[Saved entries]

"""

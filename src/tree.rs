//! Recursive mirroring of directory trees between the local disk and a
//! remote session.
//!
//! Both directions isolate failures per entry: a child that cannot be
//! transferred is recorded as a [`TransferError`] and its siblings are still
//! processed. Nothing is rolled back, so a returned error list describes
//! exactly what is missing on the destination side.

use std::collections::HashSet;
use std::fs;
use std::path::{Component, Path};

use glob::Pattern;
use serde::Serialize;
use tracing::{debug, warn};

use crate::client::Client;
use crate::error::{Error, Result};
use crate::listing::EntryKind;
use crate::session::Session;

/// A per-entry failure recorded during a tree transfer.
#[derive(Debug, Clone, PartialEq, Eq, Serialize)]
pub struct TransferError {
    pub source: String,
    pub destination: String,
    pub message: String,
}

impl TransferError {
    pub fn new(source: impl Into<String>, destination: impl Into<String>, message: impl ToString) -> Self {
        Self {
            source: source.into(),
            destination: destination.into(),
            message: message.to_string(),
        }
    }
}

impl std::fmt::Display for TransferError {
    fn fmt(&self, f: &mut std::fmt::Formatter<'_>) -> std::fmt::Result {
        write!(f, "{} -> {}: {}", self.source, self.destination, self.message)
    }
}

#[derive(Debug, Clone, PartialEq, Eq)]
pub struct TreeOutcome {
    /// Destination root as given by the caller
    pub root: String,
    pub errors: Vec<TransferError>,
}

impl TreeOutcome {
    pub fn is_complete(&self) -> bool {
        self.errors.is_empty()
    }
}

/// Called once per local directory with its child names; returns the names
/// to skip at that level.
pub type IgnoreFn<'a> = &'a dyn Fn(&Path, &[String]) -> HashSet<String>;

/// Upload `local_root` into `remote_root`.
///
/// Symlinks are never followed. Failing to read `local_root` itself is the
/// only error returned as `Err`.
pub fn upload_tree<S: Session>(
    client: &mut Client<S>,
    local_root: &Path,
    remote_root: &str,
    ignore: Option<IgnoreFn<'_>>,
) -> Result<TreeOutcome> {
    let errors = upload_dir(client, local_root, remote_root, ignore)?;
    Ok(TreeOutcome {
        root: remote_root.to_string(),
        errors,
    })
}

fn upload_dir<S: Session>(
    client: &mut Client<S>,
    local_dir: &Path,
    remote_dir: &str,
    ignore: Option<IgnoreFn<'_>>,
) -> Result<Vec<TransferError>> {
    let mut names = fs::read_dir(local_dir)?
        .map(|entry| entry.map(|e| e.file_name().to_string_lossy().into_owned()))
        .collect::<std::io::Result<Vec<_>>>()?;
    names.sort();

    let ignored = ignore.map(|f| f(local_dir, &names)).unwrap_or_default();

    if let Err(e) = client.make_directory(remote_dir) {
        debug!("Remote directory {} not created (assumed to exist): {}", remote_dir, e);
    }

    let mut errors = Vec::new();
    for name in names.iter().filter(|name| !ignored.contains(*name)) {
        let local_path = local_dir.join(name);
        let remote_path = join_remote(remote_dir, name);
        let source = local_path.display().to_string();

        let file_type = match fs::symlink_metadata(&local_path) {
            Ok(meta) => meta.file_type(),
            Err(e) => {
                errors.push(TransferError::new(source, remote_path, e));
                continue;
            }
        };

        if file_type.is_symlink() {
            debug!("Skipping symlink {}", source);
        } else if file_type.is_dir() {
            match upload_dir(client, &local_path, &remote_path, ignore) {
                Ok(nested) => errors.extend(nested),
                Err(e) => errors.push(TransferError::new(source, remote_path, e)),
            }
        } else if let Err(e) = client.upload_file(&local_path, &remote_path) {
            errors.push(TransferError::new(source, remote_path, e));
        }
    }
    Ok(errors)
}

/// Mirror `remote_root` into `local_root`, creating local directories as
/// needed. Only regular files and directories are transferred.
pub fn download_tree<S: Session>(
    client: &mut Client<S>,
    remote_root: &str,
    local_root: &Path,
) -> Result<TreeOutcome> {
    fs::create_dir_all(local_root)?;
    let errors = download_dir(client, remote_root, local_root)?;
    Ok(TreeOutcome {
        root: local_root.display().to_string(),
        errors,
    })
}

fn download_dir<S: Session>(
    client: &mut Client<S>,
    remote_dir: &str,
    local_dir: &Path,
) -> Result<Vec<TransferError>> {
    let entries = client.list_entries(remote_dir, true)?;

    let mut errors = Vec::new();
    for entry in entries {
        let remote_path = join_remote(remote_dir, &entry.name);
        if !is_plain_name(&entry.name) {
            warn!("Refusing to mirror {}: not a plain file name", remote_path);
            errors.push(TransferError::new(
                remote_path,
                local_dir.display().to_string(),
                format!("unsafe entry name {:?}", entry.name),
            ));
            continue;
        }
        let local_path = local_dir.join(&entry.name);
        let destination = local_path.display().to_string();

        match entry.kind {
            EntryKind::Directory => {
                if let Err(e) = fs::create_dir_all(&local_path) {
                    errors.push(TransferError::new(remote_path, destination, e));
                    continue;
                }
                match download_dir(client, &remote_path, &local_path) {
                    Ok(nested) => errors.extend(nested),
                    Err(e) => errors.push(TransferError::new(remote_path, destination, e)),
                }
            }
            EntryKind::File => match client.get_to_path(&remote_path, &local_path) {
                Ok(written) if written == entry.size => {}
                Ok(written) => errors.push(TransferError::new(
                    remote_path,
                    destination,
                    format!("size mismatch: listed {} bytes, received {}", entry.size, written),
                )),
                Err(e) => errors.push(TransferError::new(remote_path, destination, e)),
            },
            other => debug!("Skipping {} ({:?})", remote_path, other),
        }
    }
    Ok(errors)
}

/// A listing name that stays inside the directory it is joined onto.
fn is_plain_name(name: &str) -> bool {
    if name.contains(['/', '\\']) {
        return false;
    }
    let mut components = Path::new(name).components();
    matches!(
        (components.next(), components.next()),
        (Some(Component::Normal(_)), None)
    )
}

/// Build an ignore callback from glob patterns matched against child names.
pub fn ignore_patterns<P: AsRef<str>>(
    patterns: &[P],
) -> Result<impl Fn(&Path, &[String]) -> HashSet<String> + use<P>> {
    let patterns = patterns
        .iter()
        .map(|p| {
            Pattern::new(p.as_ref())
                .map_err(|e| Error::Validation(format!("Invalid ignore pattern {:?}: {}", p.as_ref(), e)))
        })
        .collect::<Result<Vec<_>>>()?;
    Ok(move |_dir: &Path, names: &[String]| -> HashSet<String> {
        names
            .iter()
            .filter(|name| patterns.iter().any(|p| p.matches(name)))
            .cloned()
            .collect()
    })
}

fn join_remote(dir: &str, name: &str) -> String {
    if dir.is_empty() {
        name.to_string()
    } else if dir.ends_with('/') {
        format!("{dir}{name}")
    } else {
        format!("{dir}/{name}")
    }
}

"""

Assignment
Identify the lines above with the word "ignored". Copy them.

Written solution
    let ignored = ignore.map(|f| f(local_dir, &names)).unwrap_or_default();
    for name in names.iter().filter(|name| !ignored.contains(*name)) {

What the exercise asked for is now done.